No. 24 NAI DFA EA 1/3

Letter from Count Gerald O'Kelly de Gallagh to Joseph P. Walshe (Dublin), enclosing a memorandum on the status of Irish Free State representatives overseas
(Confidential)

Brussels, 28 August 1926

A Chara,

In view of the Imperial Conference to be held next October and of the eminently unsatisfactory present situation of An Saorstát's Foreign Representation I have the honour to enclose herewith a memorandum dealing with the question, which I trust may be of use to the Minister.

I would take this opportunity of renewing my previous request that I be kept informed,1 confidentially if necessary, of the policy of the Government on this and all other questions. You will, I am sure, recognise how much out of touch with things in Ireland a representative abroad is likely to become under the present regime and for that reason I have no hesitation in impressing upon you once more the need for keeping me in constant touch with the mind of the Department on all things concerning foreign relations.

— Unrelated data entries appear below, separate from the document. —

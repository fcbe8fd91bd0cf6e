//! Ranking reports and the sinks that receive them.

use std::fmt;
use std::io::Write;

use anyhow::Result;
use chrono::{DateTime, Utc};
use hotitems_core::types::EventTime;
use serde::{Deserialize, Serialize};

const RULE: &str = "====================================";

/// One line of a ranking, `rank` starting at 0.
#[derive(Debug, Clone, Copy, PartialEq, Eq, Serialize, Deserialize)]
pub struct RankedItem {
    pub rank: usize,
    pub item_id: i64,
    pub view_count: u64,
}

/// Top items of one closed window, most viewed first.
#[derive(Debug, Clone, PartialEq, Eq, Serialize, Deserialize)]
pub struct RankingReport {
    pub window_end: EventTime,
    pub entries: Vec<RankedItem>,
}

impl RankingReport {
    /// Last millisecond covered by the window.
    pub fn closed_at(&self) -> EventTime {
        self.window_end - 1
    }

    /// `closed_at` as `YYYY-MM-DD HH:MM:SS.mmm` in UTC.
    pub fn closed_at_display(&self) -> String {
        match DateTime::<Utc>::from_timestamp_millis(self.closed_at()) {
            Some(at) => at.format("%Y-%m-%d %H:%M:%S%.3f").to_string(),
            None => format!("{}ms", self.closed_at()),
        }
    }
}

impl fmt::Display for RankingReport {
    fn fmt(&self, f: &mut fmt::Formatter<'_>) -> fmt::Result {
        writeln!(f, "{RULE}")?;
        writeln!(f, "Time: {}", self.closed_at_display())?;
        for entry in &self.entries {
            writeln!(
                f,
                "No{}:  ItemID={}  Views={}",
                entry.rank, entry.item_id, entry.view_count
            )?;
        }
        writeln!(f, "{RULE}")
    }
}

/// Consumer of ranking reports.
pub trait ReportSink {
    fn emit(&mut self, report: &RankingReport) -> Result<()>;
}

/// Writes each report as text followed by a blank line.
pub struct WriterSink<W: Write> {
    writer: W,
}

impl<W: Write> WriterSink<W> {
    pub fn new(writer: W) -> Self {
        Self { writer }
    }

    pub fn into_inner(self) -> W {
        self.writer
    }
}

impl<W: Write> ReportSink for WriterSink<W> {
    fn emit(&mut self, report: &RankingReport) -> Result<()> {
        writeln!(self.writer, "{report}")?;
        self.writer.flush()?;
        Ok(())
    }
}

/// Keeps reports in memory.
#[derive(Debug, Default)]
pub struct CollectSink {
    reports: Vec<RankingReport>,
}

impl CollectSink {
    pub fn new() -> Self {
        Self::default()
    }

    pub fn reports(&self) -> &[RankingReport] {
        &self.reports
    }

    pub fn into_reports(self) -> Vec<RankingReport> {
        self.reports
    }
}

impl ReportSink for CollectSink {
    fn emit(&mut self, report: &RankingReport) -> Result<()> {
        self.reports.push(report.clone());
        Ok(())
    }
}
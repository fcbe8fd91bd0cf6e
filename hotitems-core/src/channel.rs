//! Local channels between tasks.
//!
//! Bounded crossbeam channels carrying [`StreamElement`]s. A full channel
//! blocks the sender, which propagates backpressure up the pipeline.

use anyhow::Result;
use crossbeam_channel::{Receiver, Sender, TryRecvError, bounded};
use thiserror::Error;

use crate::types::StreamElement;

/// The other end of a local channel went away.
///
/// Once one task fails, its neighbours see this error as the pipeline
/// unwinds, so it is rarely the root cause of a failed job.
#[derive(Debug, Clone, Copy, PartialEq, Eq, Error)]
pub enum ChannelClosed {
    #[error("channel closed: receiver dropped")]
    ReceiverDropped,
    #[error("channel closed: sender dropped")]
    SenderDropped,
    #[error("input channel {0} closed without end marker")]
    MissingEnd(usize),
}

impl ChannelClosed {
    /// Whether `err` was caused by a closed channel.
    pub fn caused(err: &anyhow::Error) -> bool {
        err.chain().any(|cause| cause.is::<ChannelClosed>())
    }
}

/// Sender side of a local channel.
pub struct LocalChannelSender<T> {
    sender: Sender<StreamElement<T>>,
}

impl<T> Clone for LocalChannelSender<T> {
    fn clone(&self) -> Self {
        Self {
            sender: self.sender.clone(),
        }
    }
}

impl<T> LocalChannelSender<T> {
    /// Send an element, blocking while the channel is full.
    pub fn send(&self, element: StreamElement<T>) -> Result<()> {
        self.sender
            .send(element)
            .map_err(|_| ChannelClosed::ReceiverDropped)?;
        Ok(())
    }

    /// Number of elements waiting in the channel.
    pub fn len(&self) -> usize {
        self.sender.len()
    }

    pub fn is_empty(&self) -> bool {
        self.sender.is_empty()
    }
}

/// Receiver side of a local channel.
pub struct LocalChannelReceiver<T> {
    pub(crate) receiver: Receiver<StreamElement<T>>,
}

impl<T> LocalChannelReceiver<T> {
    /// Block until the next element arrives.
    pub fn recv(&self) -> Result<StreamElement<T>> {
        Ok(self
            .receiver
            .recv()
            .map_err(|_| ChannelClosed::SenderDropped)?)
    }

    /// Non-blocking receive. `Ok(None)` means nothing is buffered yet.
    pub fn try_recv(&self) -> Result<Option<StreamElement<T>>> {
        match self.receiver.try_recv() {
            Ok(elem) => Ok(Some(elem)),
            Err(TryRecvError::Empty) => Ok(None),
            Err(TryRecvError::Disconnected) => Err(ChannelClosed::SenderDropped.into()),
        }
    }
}

/// Create a bounded channel pair.
///
/// `capacity` is clamped to at least 1 so a zero setting never turns the
/// channel into a rendezvous point.
pub fn local_channel<T>(capacity: usize) -> (LocalChannelSender<T>, LocalChannelReceiver<T>) {
    let (sender, receiver) = bounded(capacity.max(1));
    (
        LocalChannelSender { sender },
        LocalChannelReceiver { receiver },
    )
}
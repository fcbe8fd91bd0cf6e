//! Wiring of the hot-items dataflow onto threads.
//!
//! ```text
//!                     hash(item_id)              hash(window_end)
//! source ──────────────▶ window-0..N ──────────────▶ ranker-0..M ──▶ collector ──▶ ReportSink
//! (timestamps,           (sliding windows,           (buffer per window,
//!  watermarks, filter)    incremental counts)         timer at end + 1)
//! ```
//!
//! Every ranker reads from every window task, so its event-time clock is the
//! minimum watermark over all of them.

use std::sync::Arc;
use std::sync::atomic::{AtomicBool, Ordering};
use std::thread::{self, ScopedJoinHandle};
use std::time::Instant;

use anyhow::{Result, anyhow};
use hotitems_core::channel::{ChannelClosed, LocalChannelReceiver, LocalChannelSender, local_channel};
use hotitems_core::input_gate::InputGate;
use hotitems_core::operator::FilterOperator;
use hotitems_core::output_gate::OutputGate;
use hotitems_core::partitioner::{ForwardPartitioner, HashPartitioner};
use hotitems_core::process::KeyedProcessOperator;
use hotitems_core::runtime::{SourceSummary, SourceTask, Task};
use hotitems_core::state::HashMapStateBackend;
use hotitems_core::time::{AscendingTimestamps, EVENT_TIME_MAX};
use hotitems_core::types::StreamElement;
use hotitems_core::window::{AggregatingWindowOperator, SlidingEventTimeWindows};
use tracing::{debug, error, info, warn};

use crate::config::JobConfig;
use crate::functions::{BehaviorFilter, CountAgg, TopNHotItems, WindowResultFunction};
use crate::metrics::{JobMetrics, MetricsSnapshot};
use crate::record::{ItemViewCount, UserBehavior};
use crate::report::{RankingReport, ReportSink};

/// Stops a running job from another thread.
///
/// The source stops reading at its next event and closes the pipeline
/// without a final watermark: windows and ranking buffers that have not
/// fired yet are dropped, nothing partial is reported.
#[derive(Debug, Clone)]
pub struct CancelHandle {
    flag: Arc<AtomicBool>,
}

impl CancelHandle {
    pub fn cancel(&self) {
        self.flag.store(true, Ordering::Relaxed);
    }

    pub fn is_cancelled(&self) -> bool {
        self.flag.load(Ordering::Relaxed)
    }
}

/// Outcome of [`HotItemsJob::run`].
#[derive(Debug, Clone, Copy, PartialEq, Eq)]
pub struct JobSummary {
    pub cancelled: bool,
    pub metrics: MetricsSnapshot,
}

/// The top-N hot items job.
pub struct HotItemsJob {
    config: JobConfig,
    metrics: JobMetrics,
    cancelled: Arc<AtomicBool>,
}

impl HotItemsJob {
    pub fn new(config: JobConfig) -> Result<Self> {
        config.validate()?;
        Ok(Self {
            config,
            metrics: JobMetrics::default(),
            cancelled: Arc::new(AtomicBool::new(false)),
        })
    }

    pub fn config(&self) -> &JobConfig {
        &self.config
    }

    pub fn metrics(&self) -> JobMetrics {
        self.metrics.clone()
    }

    pub fn cancel_handle(&self) -> CancelHandle {
        CancelHandle {
            flag: Arc::clone(&self.cancelled),
        }
    }

    /// Run the job over `events`, delivering reports to `sink` on the
    /// calling thread. Returns once the input is exhausted (every window
    /// ranked) or the job was cancelled.
    ///
    /// Events that fail [`UserBehavior::validate`] are counted as malformed
    /// and skipped.
    pub fn run<I, S>(&self, events: I, sink: &mut S) -> Result<JobSummary>
    where
        I: IntoIterator<Item = UserBehavior>,
        I::IntoIter: Send,
        S: ReportSink + ?Sized,
    {
        let config = &self.config;
        let assigner = SlidingEventTimeWindows::of(config.window_length(), config.slide())?;
        let window_tasks = config.window_parallelism;
        let ranker_tasks = config.ranker_parallelism;
        let capacity = config.channel_capacity;

        let (source_txs, source_rxs): (Vec<_>, Vec<_>) =
            (0..window_tasks).map(|_| local_channel::<UserBehavior>(capacity)).unzip();

        let mut window_outputs: Vec<Vec<LocalChannelSender<ItemViewCount>>> =
            (0..window_tasks).map(|_| Vec::with_capacity(ranker_tasks)).collect();
        let mut ranker_inputs: Vec<Vec<LocalChannelReceiver<ItemViewCount>>> =
            (0..ranker_tasks).map(|_| Vec::with_capacity(window_tasks)).collect();
        for outputs in &mut window_outputs {
            for inputs in &mut ranker_inputs {
                let (tx, rx) = local_channel(capacity);
                outputs.push(tx);
                inputs.push(rx);
            }
        }

        let (report_txs, report_rxs): (Vec<_>, Vec<_>) =
            (0..ranker_tasks).map(|_| local_channel::<RankingReport>(capacity)).unzip();

        info!(
            window_minutes = config.window_length_minutes,
            slide_minutes = config.slide_minutes,
            top_n = config.top_n,
            action = %config.filter_action,
            window_tasks,
            ranker_tasks,
            "starting hot items job"
        );
        let started = Instant::now();

        let outcome = thread::scope(|scope| {
            let filter = BehaviorFilter::new(config.filter_action.clone());
            let source = SourceTask::new(
                // Intake has already dropped events without an event time.
                AscendingTimestamps::new(|e: &UserBehavior| {
                    e.event_time_ms().unwrap_or(EVENT_TIME_MAX)
                }),
                FilterOperator::new(move |e: &UserBehavior| filter.accept(e)),
                OutputGate::new(source_txs),
                HashPartitioner::new(|e: &UserBehavior| e.item_id),
            )
            .with_cancel_flag(Arc::clone(&self.cancelled));
            let metrics = self.metrics.clone();
            let events = events.into_iter().filter(move |event| match event.validate() {
                Ok(()) => true,
                Err(err) => {
                    metrics.inc_malformed_records(1);
                    warn!(user_id = event.user_id, item_id = event.item_id, %err, "skipping invalid event");
                    false
                }
            });
            let source_handle = scope.spawn(move || source.run(events));

            let window_handles: Vec<_> = source_rxs
                .into_iter()
                .zip(window_outputs)
                .enumerate()
                .map(|(idx, (input, outputs))| {
                    let metrics = self.metrics.clone();
                    let operator = AggregatingWindowOperator::new(
                        |e: &UserBehavior| e.item_id,
                        assigner.clone(),
                        CountAgg,
                        WindowResultFunction,
                    )
                    .with_late_data_handler(move |e: &UserBehavior, event_time| {
                        metrics.inc_late_events(1);
                        debug!(item_id = e.item_id, event_time, "dropping late event");
                    });
                    let task = Task::new(
                        format!("window-{idx}"),
                        InputGate::new(vec![input]),
                        operator,
                        OutputGate::new(outputs),
                        HashPartitioner::new(|r: &ItemViewCount| r.window_end),
                    );
                    scope.spawn(move || task.run())
                })
                .collect();

            let ranker_handles: Vec<_> = ranker_inputs
                .into_iter()
                .zip(report_txs)
                .enumerate()
                .map(|(idx, (inputs, output))| {
                    let ranker = TopNHotItems::new(config.top_n)
                        .with_pending_alarm(config.max_pending_windows)
                        .with_metrics(self.metrics.clone());
                    let task = Task::new(
                        format!("ranker-{idx}"),
                        InputGate::new(inputs),
                        KeyedProcessOperator::new(
                            |r: &ItemViewCount| r.window_end,
                            ranker,
                            HashMapStateBackend::new(),
                        ),
                        OutputGate::new(vec![output]),
                        ForwardPartitioner,
                    );
                    scope.spawn(move || task.run())
                })
                .collect();

            let collected = self.collect_reports(InputGate::new(report_rxs), sink);

            let source = join("source", source_handle);
            let windows: Vec<_> = window_handles
                .into_iter()
                .enumerate()
                .map(|(idx, handle)| join(&format!("window-{idx}"), handle))
                .collect();
            let rankers: Vec<_> = ranker_handles
                .into_iter()
                .enumerate()
                .map(|(idx, handle)| join(&format!("ranker-{idx}"), handle))
                .collect();
            (collected, source, windows, rankers)
        });

        let (collected, source, windows, rankers) = outcome;
        // Dataflow order, so the first failure listed is the furthest upstream.
        let mut failures = Vec::new();
        let mut cancelled = self.cancelled.load(Ordering::Relaxed);
        match source {
            Ok(summary) => {
                cancelled = summary.cancelled;
                self.record_source(&summary);
            }
            Err(err) => failures.push(("source".to_string(), err)),
        }
        for (idx, result) in windows.into_iter().enumerate() {
            match result {
                Ok(summary) => self.metrics.inc_window_results(summary.records_out),
                Err(err) => failures.push((format!("window-{idx}"), err)),
            }
        }
        for (idx, result) in rankers.into_iter().enumerate() {
            if let Err(err) = result {
                failures.push((format!("ranker-{idx}"), err));
            }
        }
        if let Err(err) = collected {
            failures.push(("collector".to_string(), err));
        }

        for (task, err) in &failures {
            error!(task = %task, error = %format!("{err:#}"), "task failed");
        }
        if let Some((task, err)) = root_failure(failures) {
            return Err(err.context(format!("hot items job failed in {task}")));
        }

        let summary = JobSummary {
            cancelled,
            metrics: self.metrics.snapshot(),
        };
        info!(
            cancelled = summary.cancelled,
            reports = summary.metrics.reports_emitted,
            elapsed_ms = started.elapsed().as_millis() as u64,
            "hot items job finished"
        );
        Ok(summary)
    }

    fn collect_reports<S>(&self, mut gate: InputGate<RankingReport>, sink: &mut S) -> Result<()>
    where
        S: ReportSink + ?Sized,
    {
        loop {
            match gate.next()? {
                (_, StreamElement::Record(record)) => {
                    sink.emit(&record.value)?;
                    self.metrics.inc_reports_emitted(1);
                }
                (_, StreamElement::Watermark(_)) => {}
                (_, StreamElement::End) => return Ok(()),
            }
        }
    }

    fn record_source(&self, summary: &SourceSummary) {
        self.metrics.inc_events_read(summary.records_read);
        self.metrics
            .inc_events_filtered(summary.records_read - summary.records_emitted);
        self.metrics
            .inc_out_of_order_events(summary.timestamp_violations);
    }
}

/// Pick the failure that caused the others.
///
/// A failing task drops its channels, so its neighbours fail with
/// [`ChannelClosed`] as the pipeline unwinds. The first failure with any other
/// cause wins. Only when every failure is a closed channel is the first one
/// reported.
fn root_failure(failures: Vec<(String, anyhow::Error)>) -> Option<(String, anyhow::Error)> {
    let root = failures
        .iter()
        .position(|(_, err)| !ChannelClosed::caused(err))
        .unwrap_or(0);
    failures.into_iter().nth(root)
}

fn join<T>(name: &str, handle: ScopedJoinHandle<'_, Result<T>>) -> Result<T> {
    handle
        .join()
        .map_err(|_| anyhow!("{name} thread panicked"))?
}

It is obvious that in my dealings not only with the British Embassy, but with officialdom at large in the course of my every day work, my attitude must be governed by my knowledge of the intentions of the Government on any given subject. For that reason I am particularly anxious to know what the attitude of the Government is at the moment towards the question of its foreign representation and what line it is intended to adopt at the forthcoming Imperial Conference.

Hitherto, with your sanction, I have proceeded to establish a position by means of precedents. I understand from your letter of the 26th of July, Ref. 224/138,2 that according to the present policy 'there does not appear to be any objection from the British side to the making of diplomatic appointments and that consequently there is no object in continuing the policy of establishing precedents'. As you have only given me this instruction incidentally in the course of a letter on another subject, you will appreciate how difficult it has been for me fully to know the mind of the Government on the subject. It is for this reason that I would ask you once more to let me have, in as great detail as possible, your views on this subject as well as the policy of the Government on all subjects bearing on external relations.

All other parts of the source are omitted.